The hotel markets in the San Jose-Santa Cruz and the San Francisco-San Mateo regions have been hammered during the months of coronavirus-linked business shutdowns, and the downturns in these Bay Area markets have turned out to be far worse than what’s going on in California, Atlas Hospitality reported Monday.
“This is as bad as we have ever seen it for the hotel industry,” said Alan Reay, president of Irvine-based Atlas Hospitality. “After 9/11, or even compared with 2009, we have never, ever seen it this bad.”
During the five most recent months — coinciding with extensive business shutdowns ordered by state and local government agencies to combat the coronavirus — revenue per available room, the most widely tracked barometer of the health of a hotel market, plummetted in California, the Santa Clara County-Santa Cruz County region, and the San Francisco-San Mateo County region, Atlas Hospitality reported.
The hotel markets in both the San Francisco-San Mateo regions and the Santa Clara County-Santa Cruz areas appear to be far weaker than is the case for all of California.
“When you look at the decline in revenue, it basically wipes out the finances of almost every hotel property,” Reay said.
In January 2020 compared to January 2019, hotel revenue per available room slipped 1 percent in California, 5.4 percent in San Francisco-San Mateo, and 6 percent in Santa Clara County-San Cruz County, according to information sent to this news organization by Atlas Hospitality.
However, during the five months from April through August and compared with the same five months in 2019, hotel revenue per available room fell by 65.5 percent in California, 82.6 percent in San Francisco-San Mateo, and 76.9 percent in San Jose-Santa Cruz, Atlas Hospitality reported. The five months in 2020 were all periods of business shutdowns and massive travel restrictions.
The hotel woes are also costing a growing number of workers in the sector their jobs.
Among the notable cutbacks recently affecting hotel and resort operations: Pebble Beach Co., which operates world-famous resort, lodging, restaurant, and golf facilities in Monterey County, recently revealed plans to lay off 500 workers, and warned of more job cuts to come of business conditions don’t improve.
Three operations were particularly hard hit in the Pebble Beach Co. layoffs: Inn at Spanish Bay is cutting 170 positions, Lodge at Pebble Beach is chopping 119 jobs, and Spa at Pebble Beach is reducing staffing by 77, according to an official filing with the state’s labor agency.
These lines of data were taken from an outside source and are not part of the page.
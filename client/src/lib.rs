//! TaskLedger Client - wallet-connected task ledger client.
//!
//! This crate provides the wallet-connection and contract-interaction state
//! machine for a task list whose authoritative state lives in a remote
//! ledger-backed contract.
//!
//! # Overview
//!
//! The client detects a wallet-capable execution context once at startup,
//! establishes an authorized session with it, binds a callable handle to
//! the task contract, and keeps a local read-only projection of the remote
//! task collection. Writes (add, complete, delete) are signed, submitted,
//! and only treated as applied once the ledger confirms them, after which
//! the whole local list is re-fetched. The list is never patched in place
//! and never updated optimistically, so it can be stale but never
//! partially diverged from remote truth.
//!
//! # Modules
//!
//! - [`app`]: Application state machine orchestrating all components
//! - [`config`]: Configuration from environment variables
//! - [`contract`]: Contract binding, interface schema, and confirmation
//! - [`error`]: Error types for client operations
//! - [`provider`]: Wallet provider detection and ledger RPC transport
//! - [`session`]: Wallet session management
//! - [`tasks`]: Task records and remote synchronization
//! - [`types`]: Addresses, transaction hashes, and receipts
//! - [`wallet`]: Ed25519 keystore and write authorization

pub mod app;
pub mod config;
pub mod contract;
pub mod error;
pub mod provider;
pub mod session;
pub mod tasks;
pub mod types;
pub mod wallet;

pub use app::{App, AppState};
pub use config::Config;
pub use contract::{
    BindingError, ConfirmationError, ContractHandle, InterfaceSpec, MethodSpec,
    PendingTransaction, TASK_INTERFACE,
};
pub use error::{ClientError, Result};
pub use provider::{Provider, RpcClient, RpcError};
pub use session::Session;
pub use tasks::{fetch_tasks, Task};
pub use types::{Address, AddressParseError, Receipt, TxHash, TxStatus};
pub use wallet::{KeySource, Wallet, WalletError};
“We are concerned that the COVID-19 pandemic and the related economic downturn will continue to have a significant impact on our business for months to come,” David Heuck, Pebble Beach Co. chief administrative officer, wrote in a notice to the state government.
The sharp revenue declines could force a growing number of hotels to fail or simply decide not to open their doors again as hotels, even after government officials lift coronavirus restrictions.
“Some of these hotels will never reopen as hotels again,” Reay said. “They might become multi-family apartment properties.”
Even amid the massive uncertainties that face the lodging sector, one thing appears certain: The current level of revenue implosion for hotels is unsustainable, in Reay’s view.
“No hotel can withstand this sort of revenue decline,” Reay said.